Chapter 18 covers the eight Parts of Speech in considerable detail, but its range is restricted. Although some of the material on verbs, adjectives and adverbs looks at compounds-structures of more than one word expressing a uniform linguistic concept-on the whole its focus is on single words. This section is mainly devoted to the further study of compounds-phrases and clauses that do the work of verbs, nouns and so on. In addition, it covers certain other sophisticated matters 'postponed' from the earlier section.
I stressed at the outset that this Primer is not a fully comprehensive work, and I do not claim to cover every matter pertaining to Parts of Speech. But I do hope that between them Chapters 18 and 21 take care of most of the things that you need to know or will find useful.

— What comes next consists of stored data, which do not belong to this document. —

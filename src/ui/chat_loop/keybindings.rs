//! Key to action mapping for the chat view.

use ratatui::crossterm::event::{KeyCode, KeyEvent, KeyModifiers};

#[derive(Debug, Clone, Copy, PartialEq, Eq)]
pub enum KeyAction {
    Quit,
    Submit,
    InsertNewline,
    OpenPersonaPicker,
    NewThread,
    PickerUp,
    PickerDown,
    PickerConfirm,
    PickerCancel,
    ScrollUp,
    ScrollDown,
    PageUp,
    PageDown,
    ScrollToBottom,
    /// Forward the key to the text area.
    Edit,
    Ignore,
}

pub fn map_key(key: &KeyEvent, picker_open: bool) -> KeyAction {
    let ctrl = key.modifiers.contains(KeyModifiers::CONTROL);
    if ctrl && matches!(key.code, KeyCode::Char('c')) {
        return KeyAction::Quit;
    }

    if picker_open {
        return match key.code {
            KeyCode::Up | KeyCode::Char('k') => KeyAction::PickerUp,
            KeyCode::Down | KeyCode::Char('j') => KeyAction::PickerDown,
            KeyCode::Enter => KeyAction::PickerConfirm,
            KeyCode::Esc => KeyAction::PickerCancel,
            _ => KeyAction::Ignore,
        };
    }

    match key.code {
        KeyCode::Enter
            if key
                .modifiers
                .intersects(KeyModifiers::SHIFT | KeyModifiers::ALT) =>
        {
            KeyAction::InsertNewline
        }
        KeyCode::Enter => KeyAction::Submit,
        KeyCode::Char('p') if ctrl => KeyAction::OpenPersonaPicker,
        KeyCode::Char('n') if ctrl => KeyAction::NewThread,
        KeyCode::Up if ctrl => KeyAction::ScrollUp,
        KeyCode::Down if ctrl => KeyAction::ScrollDown,
        KeyCode::PageUp => KeyAction::PageUp,
        KeyCode::PageDown => KeyAction::PageDown,
        KeyCode::End if ctrl => KeyAction::ScrollToBottom,
        _ => KeyAction::Edit,
    }
}

#[cfg(test)]
mod tests {
    use super::*;

    fn key(code: KeyCode, modifiers: KeyModifiers) -> KeyEvent {
        KeyEvent::new(code, modifiers)
    }

    #[test]
    fn plain_enter_submits() {
        assert_eq!(
            map_key(&key(KeyCode::Enter, KeyModifiers::NONE), false),
            KeyAction::Submit
        );
    }

    #[test]
    fn shift_or_alt_enter_inserts_newline() {
        assert_eq!(
            map_key(&key(KeyCode::Enter, KeyModifiers::SHIFT), false),
            KeyAction::InsertNewline
        );
        assert_eq!(
            map_key(&key(KeyCode::Enter, KeyModifiers::ALT), false),
            KeyAction::InsertNewline
        );
    }

    #[test]
    fn picker_captures_navigation() {
        assert_eq!(
            map_key(&key(KeyCode::Enter, KeyModifiers::NONE), true),
            KeyAction::PickerConfirm
        );
        assert_eq!(
            map_key(&key(KeyCode::Char('x'), KeyModifiers::NONE), true),
            KeyAction::Ignore
        );
        assert_eq!(
            map_key(&key(KeyCode::Char('c'), KeyModifiers::CONTROL), true),
            KeyAction::Quit
        );
    }

    #[test]
    fn ordinary_characters_edit_input() {
        assert_eq!(
            map_key(&key(KeyCode::Char('a'), KeyModifiers::NONE), false),
            KeyAction::Edit
        );
        assert_eq!(
            map_key(&key(KeyCode::Char('p'), KeyModifiers::CONTROL), false),
            KeyAction::OpenPersonaPicker
        );
    }
}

Please read these elementary sentences:
1. I am going into town.
2. He drives like a maniac.
3. They all detest pasta.
In each case there is an implicit sense of speech: as we read we hear the words as well. And to make that sense of speech explicit doesn't require much effort or ingenuity:
1a. 'I am going into town, ' he told them.
2a. 'He drives like a maniac.' she observed.
3a. 'They all detest pasta, ' the waiter explained. *
* At this juncture the difference between writing direct speech and reported speech is my chief concern, not the mechanics and conventions of speech punctuation. I deal fully with the latter in Chapter 22.